Abstract

To the Editor:
W
Patient A is a 14-year-old male with attention-deficit/hyperactivity disorder (ADHD) and oppositional defiant disorder who presented with his mother to the outpatient psychiatric clinic after making an emergency appointment for continued distractibility and poor impulse control on Adderall-XR 15 mg. Adderall-XR was increased to 20 mg to help with the ongoing symptoms of ADHD. The patient was prescribed no other medications. On 6-week follow-up visit, the patient reported increased sexual desire and excessive masturbation since the increase in the dose of Adderall-XR. He reported significant distress related to increased sexual desire and excessive masturbation and asked for discontinuation of Adderall-XR. No signs to indicate a primary mood disorder were noted. Adderall-XR was discontinued and upon follow-up visit, the patient reported that symptoms of increased sexual desire and excessive masturbation improved in 2 days after discontinuation. The mother and the patient were hesitant in restarting any type of retrial of stimulant therapy.
This case report explores a case in which an increase in dose of mixed amphetamine salts caused hypersexuality and excessive masturbation in an adolescent. The distress in the patient and decrease of symptoms upon discontinuation of mixed amphetamine salts may suggest this to be secondary to the increase of dose of Adderall-XR. In our literature search, one other case report suggests the same phenomenon in which a 7-year-old female presented with excessive masturbation and hypersexuality with the onset of methylphenidate (Bilgic et al. 2007).
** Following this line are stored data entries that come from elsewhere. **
// Copyright 2025 bgped Authors
//
// Licensed under the Apache License, Version 2.0 (the "License");
// you may not use this file except in compliance with the License.
// You may obtain a copy of the License at
//
//     http://www.apache.org/licenses/LICENSE-2.0
//
// Unless required by applicable law or agreed to in writing, software
// distributed under the License is distributed on an "AS IS" BASIS,
// WITHOUT WARRANTIES OR CONDITIONS OF ANY KIND, either express or implied.
// See the License for the specific language governing permissions and
// limitations under the License.

pub mod bgp;
pub mod cli;
pub mod config;
pub mod framed;
pub mod fsm;
pub mod log;
pub mod peer;
pub mod rib;
pub mod server;
pub mod timer;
Dopamine has been shown to play an important role in libido and sexual arousal (Melis and Argiolas 1995; Hull et al. 2004). Several studies have found significant association of stimulant abuse and increased sexual arousal and sexual high-risk behaviors (Volkow et al. 2007; Jia et al. 2013). These studies attribute hypersexuality to increased dopamine levels in the mesolimbic–mesocortical system that regulates sexual function. Several articles have been published suggesting association between hypersexuality and dopamine receptor agonistic drugs (Uitti et al. 1989; Politis et al. 2013; Moore et al. 2014; Seeman 2015). Case reports of risperidone causing hypersexuality have been published (Xenitidis et al. 2013). The mechanism of risperidone causing hypersexuality can be explained by increasing dopamine levels in prefrontal cortex. A case report of aripiprazole causing hypersexual behaviors is also published (Eğilmez et al. 2016). Partial dopaminergic agonistic effect of aripiprazole is the most likely contributing factor for these behaviors.
In conclusion, this report reiterates, similarly to the other case already noted, the need for clinician awareness of the possibility that mixed amphetamine salts induce hypersexuality and excessive masturbation. We acknowledge the limitation of knowing whether amphetamine is the offending agent without a rechallenge.
Footnotes
Disclosures
No competing financial interests exist.